▶ **What is expected**
Exactly the lines from the beginning of the material to the line with "exactly one kind." are to be repeated, both ends included.

▶ **Entries supplied**
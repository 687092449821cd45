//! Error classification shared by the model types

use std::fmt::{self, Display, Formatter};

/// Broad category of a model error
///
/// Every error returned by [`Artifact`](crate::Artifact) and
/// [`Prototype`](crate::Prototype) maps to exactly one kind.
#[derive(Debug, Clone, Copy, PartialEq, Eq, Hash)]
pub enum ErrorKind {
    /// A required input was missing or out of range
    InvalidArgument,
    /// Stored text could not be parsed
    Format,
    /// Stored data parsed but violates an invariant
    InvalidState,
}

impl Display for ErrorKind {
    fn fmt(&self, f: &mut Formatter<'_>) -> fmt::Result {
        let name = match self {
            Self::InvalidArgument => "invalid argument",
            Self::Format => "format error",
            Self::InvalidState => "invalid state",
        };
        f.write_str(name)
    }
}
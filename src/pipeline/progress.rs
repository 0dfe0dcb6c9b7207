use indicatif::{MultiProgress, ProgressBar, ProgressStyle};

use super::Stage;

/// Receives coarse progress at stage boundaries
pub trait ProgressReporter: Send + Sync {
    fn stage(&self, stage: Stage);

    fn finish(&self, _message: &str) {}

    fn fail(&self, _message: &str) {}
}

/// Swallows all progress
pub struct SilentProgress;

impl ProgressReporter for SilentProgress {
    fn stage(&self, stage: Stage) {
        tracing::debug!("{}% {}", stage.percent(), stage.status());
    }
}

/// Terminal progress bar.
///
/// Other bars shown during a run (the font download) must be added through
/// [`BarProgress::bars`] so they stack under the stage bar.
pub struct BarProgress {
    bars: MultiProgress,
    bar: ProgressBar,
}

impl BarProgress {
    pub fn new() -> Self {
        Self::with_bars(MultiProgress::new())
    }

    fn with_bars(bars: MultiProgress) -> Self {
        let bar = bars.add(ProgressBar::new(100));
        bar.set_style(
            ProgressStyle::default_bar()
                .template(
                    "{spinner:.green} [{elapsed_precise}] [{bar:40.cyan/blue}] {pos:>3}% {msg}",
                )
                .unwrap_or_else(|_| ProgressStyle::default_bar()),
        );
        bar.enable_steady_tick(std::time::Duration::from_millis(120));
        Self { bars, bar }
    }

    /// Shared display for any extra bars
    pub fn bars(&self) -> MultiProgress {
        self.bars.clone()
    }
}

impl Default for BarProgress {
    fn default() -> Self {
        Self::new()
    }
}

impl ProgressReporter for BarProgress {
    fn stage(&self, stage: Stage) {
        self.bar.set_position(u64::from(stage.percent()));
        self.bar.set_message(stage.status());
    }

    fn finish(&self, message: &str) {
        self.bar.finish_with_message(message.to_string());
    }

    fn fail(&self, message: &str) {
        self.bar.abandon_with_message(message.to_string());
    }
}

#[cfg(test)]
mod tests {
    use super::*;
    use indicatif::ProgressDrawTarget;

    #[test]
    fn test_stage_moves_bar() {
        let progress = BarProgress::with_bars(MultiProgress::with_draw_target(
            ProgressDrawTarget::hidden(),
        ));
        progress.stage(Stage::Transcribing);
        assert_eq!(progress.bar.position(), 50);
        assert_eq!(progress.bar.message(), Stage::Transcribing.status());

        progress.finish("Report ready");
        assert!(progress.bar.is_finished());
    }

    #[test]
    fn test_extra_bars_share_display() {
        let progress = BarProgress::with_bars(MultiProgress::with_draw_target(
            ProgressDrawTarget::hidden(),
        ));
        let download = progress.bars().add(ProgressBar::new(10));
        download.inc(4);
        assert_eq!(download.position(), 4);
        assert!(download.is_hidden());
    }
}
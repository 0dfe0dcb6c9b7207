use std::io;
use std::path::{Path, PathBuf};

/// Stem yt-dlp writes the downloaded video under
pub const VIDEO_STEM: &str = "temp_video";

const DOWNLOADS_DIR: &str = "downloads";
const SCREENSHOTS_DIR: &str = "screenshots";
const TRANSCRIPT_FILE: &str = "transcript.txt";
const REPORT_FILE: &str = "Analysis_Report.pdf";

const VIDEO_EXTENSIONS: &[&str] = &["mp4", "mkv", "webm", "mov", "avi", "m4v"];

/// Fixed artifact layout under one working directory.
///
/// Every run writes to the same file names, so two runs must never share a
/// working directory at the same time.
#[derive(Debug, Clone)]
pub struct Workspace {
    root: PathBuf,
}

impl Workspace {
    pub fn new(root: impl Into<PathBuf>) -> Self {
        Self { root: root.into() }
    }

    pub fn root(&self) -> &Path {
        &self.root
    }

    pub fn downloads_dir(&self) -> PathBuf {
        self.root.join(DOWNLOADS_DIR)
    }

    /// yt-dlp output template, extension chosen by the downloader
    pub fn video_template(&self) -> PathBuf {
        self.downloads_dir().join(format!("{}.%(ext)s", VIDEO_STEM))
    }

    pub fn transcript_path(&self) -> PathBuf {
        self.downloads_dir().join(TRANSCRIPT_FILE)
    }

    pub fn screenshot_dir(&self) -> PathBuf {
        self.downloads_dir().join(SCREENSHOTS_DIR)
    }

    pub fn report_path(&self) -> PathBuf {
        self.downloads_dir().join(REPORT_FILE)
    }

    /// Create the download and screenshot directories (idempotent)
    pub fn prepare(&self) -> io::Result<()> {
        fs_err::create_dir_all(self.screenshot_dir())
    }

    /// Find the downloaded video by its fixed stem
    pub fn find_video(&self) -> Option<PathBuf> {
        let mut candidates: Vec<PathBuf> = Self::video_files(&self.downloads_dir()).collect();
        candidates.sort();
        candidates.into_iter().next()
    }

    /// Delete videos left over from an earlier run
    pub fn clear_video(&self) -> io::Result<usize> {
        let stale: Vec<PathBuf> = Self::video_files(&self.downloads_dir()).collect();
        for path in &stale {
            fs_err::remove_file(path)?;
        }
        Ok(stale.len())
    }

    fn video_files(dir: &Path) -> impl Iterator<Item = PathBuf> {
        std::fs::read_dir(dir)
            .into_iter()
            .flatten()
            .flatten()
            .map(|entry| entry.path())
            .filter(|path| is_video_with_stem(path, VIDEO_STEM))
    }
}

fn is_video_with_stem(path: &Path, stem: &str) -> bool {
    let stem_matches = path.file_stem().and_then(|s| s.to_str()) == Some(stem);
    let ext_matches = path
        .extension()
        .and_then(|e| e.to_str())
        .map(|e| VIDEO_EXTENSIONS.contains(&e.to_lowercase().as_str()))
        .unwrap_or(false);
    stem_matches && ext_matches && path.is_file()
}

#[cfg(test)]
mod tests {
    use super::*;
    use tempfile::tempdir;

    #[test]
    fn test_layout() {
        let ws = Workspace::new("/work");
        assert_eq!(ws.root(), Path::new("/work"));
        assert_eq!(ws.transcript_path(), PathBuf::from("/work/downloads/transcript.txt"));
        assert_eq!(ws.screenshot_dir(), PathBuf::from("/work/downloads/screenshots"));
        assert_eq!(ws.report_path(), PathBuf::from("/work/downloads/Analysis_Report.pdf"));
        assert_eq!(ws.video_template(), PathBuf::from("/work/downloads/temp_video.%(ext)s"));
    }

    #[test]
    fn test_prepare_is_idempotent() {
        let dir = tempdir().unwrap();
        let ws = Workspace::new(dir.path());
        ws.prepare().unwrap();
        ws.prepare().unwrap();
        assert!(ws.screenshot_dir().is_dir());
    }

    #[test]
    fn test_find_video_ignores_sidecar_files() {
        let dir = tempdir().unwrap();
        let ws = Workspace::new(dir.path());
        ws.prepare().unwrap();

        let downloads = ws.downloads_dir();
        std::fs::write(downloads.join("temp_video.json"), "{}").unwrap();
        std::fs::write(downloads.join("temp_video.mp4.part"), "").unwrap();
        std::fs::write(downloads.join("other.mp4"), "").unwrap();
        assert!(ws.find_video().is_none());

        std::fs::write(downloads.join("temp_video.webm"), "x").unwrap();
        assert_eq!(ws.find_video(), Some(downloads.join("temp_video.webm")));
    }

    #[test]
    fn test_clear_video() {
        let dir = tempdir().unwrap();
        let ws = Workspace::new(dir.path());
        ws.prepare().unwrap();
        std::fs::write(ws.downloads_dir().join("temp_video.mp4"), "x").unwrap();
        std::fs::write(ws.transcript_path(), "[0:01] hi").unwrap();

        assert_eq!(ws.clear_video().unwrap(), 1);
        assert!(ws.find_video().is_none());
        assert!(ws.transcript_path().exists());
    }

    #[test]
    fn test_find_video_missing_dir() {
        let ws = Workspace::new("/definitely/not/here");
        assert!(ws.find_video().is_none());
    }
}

▶ **Response to this task**
repository 687092449821cd45
//! Error classification shared by the model types

use std::fmt::{self, Display, Formatter};

/// Broad category of a model error
///
/// Every error returned by [`Artifact`](crate::Artifact) and
/// [`Prototype`](crate::Prototype) maps to exactly one kind.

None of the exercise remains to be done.